─── Data to process

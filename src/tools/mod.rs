//! Tools the agent can call

mod time;

use std::sync::Arc;

use async_trait::async_trait;
use serde::Serialize;

use crate::{Error, Result};

pub use time::CurrentTime;

/// A callable tool exposed to the language model
#[async_trait]
pub trait Tool: Send + Sync {
    /// Function name the model calls
    fn name(&self) -> &str;

    /// What the tool does, shown to the model
    fn description(&self) -> &str;

    /// JSON schema of the arguments
    fn parameters(&self) -> serde_json::Value {
        serde_json::json!({
            "type": "object",
            "properties": {},
            "required": []
        })
    }

    /// Run the tool
    ///
    /// # Errors
    ///
    /// Returns error if the arguments are invalid or the tool fails
    async fn call(&self, arguments: serde_json::Value) -> Result<String>;
}

/// Function-calling tool definition sent with chat requests
#[derive(Debug, Clone, Serialize, PartialEq)]
pub struct ToolDefinition {
    /// Always `"function"`
    #[serde(rename = "type")]
    pub tool_type: String,
    /// Function signature
    pub function: FunctionDefinition,
}

/// Name, description and schema of a callable function
#[derive(Debug, Clone, Serialize, PartialEq)]
pub struct FunctionDefinition {
    /// Function name
    pub name: String,
    /// Human-readable description
    pub description: String,
    /// JSON schema of the arguments
    pub parameters: serde_json::Value,
}

/// Fixed set of tools available to the agent
#[derive(Clone, Default)]
pub struct ToolRegistry {
    tools: Vec<Arc<dyn Tool>>,
}

impl std::fmt::Debug for ToolRegistry {
    fn fmt(&self, f: &mut std::fmt::Formatter<'_>) -> std::fmt::Result {
        f.debug_struct("ToolRegistry")
            .field("tools", &self.names())
            .finish()
    }
}

impl ToolRegistry {
    /// Create an empty registry
    #[must_use]
    pub fn new() -> Self {
        Self::default()
    }

    /// Registry with the built-in tools
    #[must_use]
    pub fn with_defaults() -> Self {
        let mut registry = Self::new();
        registry.register(CurrentTime);
        registry
    }

    /// Add a tool, replacing any existing tool with the same name
    pub fn register(&mut self, tool: impl Tool + 'static) {
        self.tools.retain(|t| t.name() != tool.name());
        self.tools.push(Arc::new(tool));
    }

    /// Look up a tool by name
    #[must_use]
    pub fn get(&self, name: &str) -> Option<&Arc<dyn Tool>> {
        self.tools.iter().find(|t| t.name() == name)
    }

    /// Registered tool names
    #[must_use]
    pub fn names(&self) -> Vec<&str> {
        self.tools.iter().map(|t| t.name()).collect()
    }

    /// Whether no tools are registered
    #[must_use]
    pub fn is_empty(&self) -> bool {
        self.tools.is_empty()
    }

    /// Definitions for function calling
    #[must_use]
    pub fn definitions(&self) -> Vec<ToolDefinition> {
        self.tools
            .iter()
            .map(|tool| ToolDefinition {
                tool_type: "function".to_owned(),
                function: FunctionDefinition {
                    name: tool.name().to_string(),
                    description: tool.description().to_string(),
                    parameters: tool.parameters(),
                },
            })
            .collect()
    }

    /// Execute a tool call by name
    ///
    /// # Errors
    ///
    /// Returns error if the tool is unknown or fails
    pub async fn execute(&self, name: &str, arguments: serde_json::Value) -> Result<String> {
        let tool = self
            .get(name)
            .ok_or_else(|| Error::Tool(format!("tool not found: {name}")))?;

        tracing::debug!(tool = name, %arguments, "executing tool");
        tool.call(arguments).await
    }
}

#[cfg(test)]
mod tests {
    use super::*;

    struct Echo;

    #[async_trait]
    impl Tool for Echo {
        fn name(&self) -> &'static str {
            "echo"
        }

        fn description(&self) -> &'static str {
            "Repeat the input"
        }

        async fn call(&self, arguments: serde_json::Value) -> Result<String> {
            arguments
                .get("text")
                .and_then(serde_json::Value::as_str)
                .map(ToString::to_string)
                .ok_or_else(|| Error::Tool("missing text".to_string()))
        }
    }

    #[test]
    fn test_default_registry_has_time_tool() {
        let registry = ToolRegistry::with_defaults();
        assert_eq!(registry.names(), vec!["get_time"]);
        assert!(registry.get("get_time").is_some());
    }

    #[test]
    fn test_definitions_shape() {
        let mut registry = ToolRegistry::new();
        registry.register(Echo);

        let json = serde_json::to_value(registry.definitions()).unwrap();
        assert_eq!(json[0]["type"], "function");
        assert_eq!(json[0]["function"]["name"], "echo");
        assert_eq!(json[0]["function"]["parameters"]["type"], "object");
    }

    #[test]
    fn test_register_replaces_same_name() {
        let mut registry = ToolRegistry::new();
        registry.register(Echo);
        registry.register(Echo);
        assert_eq!(registry.names().len(), 1);
    }

    #[tokio::test]
    async fn test_execute() {
        let mut registry = ToolRegistry::new();
        registry.register(Echo);

        let out = registry
            .execute("echo", serde_json::json!({"text": "hi"}))
            .await
            .unwrap();
        assert_eq!(out, "hi");

        assert!(registry.execute("echo", serde_json::json!({})).await.is_err());
        assert!(matches!(
            registry.execute("missing", serde_json::json!({})).await,
            Err(Error::Tool(_))
        ));
    }
}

──────

* _Task directions_
Could you copy out the data in full, exactly as it is written?

* _Finished exercise_
filename src/tools/mod.rs
//! Tools the agent can call

mod time;

use std::sync::Arc;

use async_trait::async_trait;
use serde::Serialize;

use crate::{Error, Result};

pub use time::CurrentTime;

/// A callable tool exposed to the language model
#[async_trait]
pub trait Tool: Send + Sync {
    /// Function name the model calls
    fn name(&self) -> &str;

    /// What the tool does, shown to the model
    fn description(&self) -> &str;

    /// JSON schema of the arguments
    fn parameters(&self) -> serde_json::Value {
        serde_json::json!({
            "type": "object",
            "properties": {},
            "required": []
        })
    }

    /// Run the tool
    ///
    /// # Errors
    ///
    /// Returns error if the arguments are invalid or the tool fails
    async fn call(&self, arguments: serde_json::Value) -> Result<String>;
}

/// Function-calling tool definition sent with chat requests
#[derive(Debug, Clone, Serialize, PartialEq)]
pub struct ToolDefinition {
    /// Always `"function"`
    #[serde(rename = "type")]
    pub tool_type: String,
    /// Function signature
    pub function: FunctionDefinition,
}

/// Name, description and schema of a callable function
#[derive(Debug, Clone, Serialize, PartialEq)]
pub struct FunctionDefinition {
    /// Function name
    pub name: String,
    /// Human-readable description
    pub description: String,
    /// JSON schema of the arguments
    pub parameters: serde_json::Value,
}

/// Fixed set of tools available to the agent
#[derive(Clone, Default)]
pub struct ToolRegistry {
    tools: Vec<Arc<dyn Tool>>,
}

impl std::fmt::Debug for ToolRegistry {
    fn fmt(&self, f: &mut std::fmt::Formatter<'_>) -> std::fmt::Result {
        f.debug_struct("ToolRegistry")
            .field("tools", &self.names())
            .finish()
    }
}

impl ToolRegistry {
    /// Create an empty registry
    #[must_use]
    pub fn new() -> Self {
        Self::default()
    }

    /// Registry with the built-in tools
    #[must_use]
    pub fn with_defaults() -> Self {
        let mut registry = Self::new();
        registry.register(CurrentTime);
        registry
    }

    /// Add a tool, replacing any existing tool with the same name
    pub fn register(&mut self, tool: impl Tool + 'static) {
        self.tools.retain(|t| t.name() != tool.name());
        self.tools.push(Arc::new(tool));
    }

    /// Look up a tool by name
    #[must_use]
    pub fn get(&self, name: &str) -> Option<&Arc<dyn Tool>> {
        self.tools.iter().find(|t| t.name() == name)
    }

    /// Registered tool names
    #[must_use]
    pub fn names(&self) -> Vec<&str> {
        self.tools.iter().map(|t| t.name()).collect()
    }

    /// Whether no tools are registered
    #[must_use]
    pub fn is_empty(&self) -> bool {
        self.tools.is_empty()
    }

    /// Definitions for function calling
    #[must_use]
    pub fn definitions(&self) -> Vec<ToolDefinition> {
        self.tools
            .iter()
            .map(|tool| ToolDefinition {
                tool_type: "function".to_owned(),
                function: FunctionDefinition {
                    name: tool.name().to_string(),
                    description: tool.description().to_string(),
                    parameters: tool.parameters(),
                },
            })
            .collect()
    }

    /// Execute a tool call by name
    ///
    /// # Errors
    ///
    /// Returns error if the tool is unknown or fails
    pub async fn execute(&self, name: &str, arguments: serde_json::Value) -> Result<String> {
        let tool = self
            .get(name)
            .ok_or_else(|| Error::Tool(format!("tool not found: {name}")))?;

        tracing::debug!(tool = name, %arguments, "executing tool");
        tool.call(arguments).await
    }
}

#[cfg(test)]
mod tests {
    use super::*;

    struct Echo;

    #[async_trait]
    impl Tool for Echo {
        fn name(&self) -> &'static str {
            "echo"
        }

        fn description(&self) -> &'static str {
            "Repeat the input"
        }

        async fn call(&self, arguments: serde_json::Value) -> Result<String> {
            arguments
                .get("text")
                .and_then(serde_json::Value::as_str)
                .map(ToString::to_string)
                .ok_or_else(|| Error::Tool("missing text".to_string()))
        }
    }

    #[test]
    fn test_default_registry_has_time_tool() {
        let registry = ToolRegistry::with_defaults();
        assert_eq!(registry.names(), vec!["get_time"]);
        assert!(registry.get("get_time").is_some());
    }

    #[test]
    fn test_definitions_shape() {
        let mut registry = ToolRegistry::new();
        registry.register(Echo);

        let json = serde_json::to_value(registry.definitions()).unwrap();
        assert_eq!(json[0]["type"], "function");
        assert_eq!(json[0]["function"]["name"], "echo");
        assert_eq!(json[0]["function"]["parameters"]["type"], "object");
    }

    #[test]
    fn test_register_replaces_same_name() {
        let mut registry = ToolRegistry::new();
        registry.register(Echo);
        registry.register(Echo);
        assert_eq!(registry.names().len(), 1);
    }

    #[tokio::test]
    async fn test_execute() {
        let mut registry = ToolRegistry::new();
        registry.register(Echo);

        let out = registry
            .execute("echo", serde_json::json!({"text": "hi"}))
            .await
            .unwrap();
        assert_eq!(out, "hi");

        assert!(registry.execute("echo", serde_json::json!({})).await.is_err());
        assert!(matches!(
            registry.execute("missing", serde_json::json!({})).await,
            Err(Error::Tool(_))
        ));
    }
}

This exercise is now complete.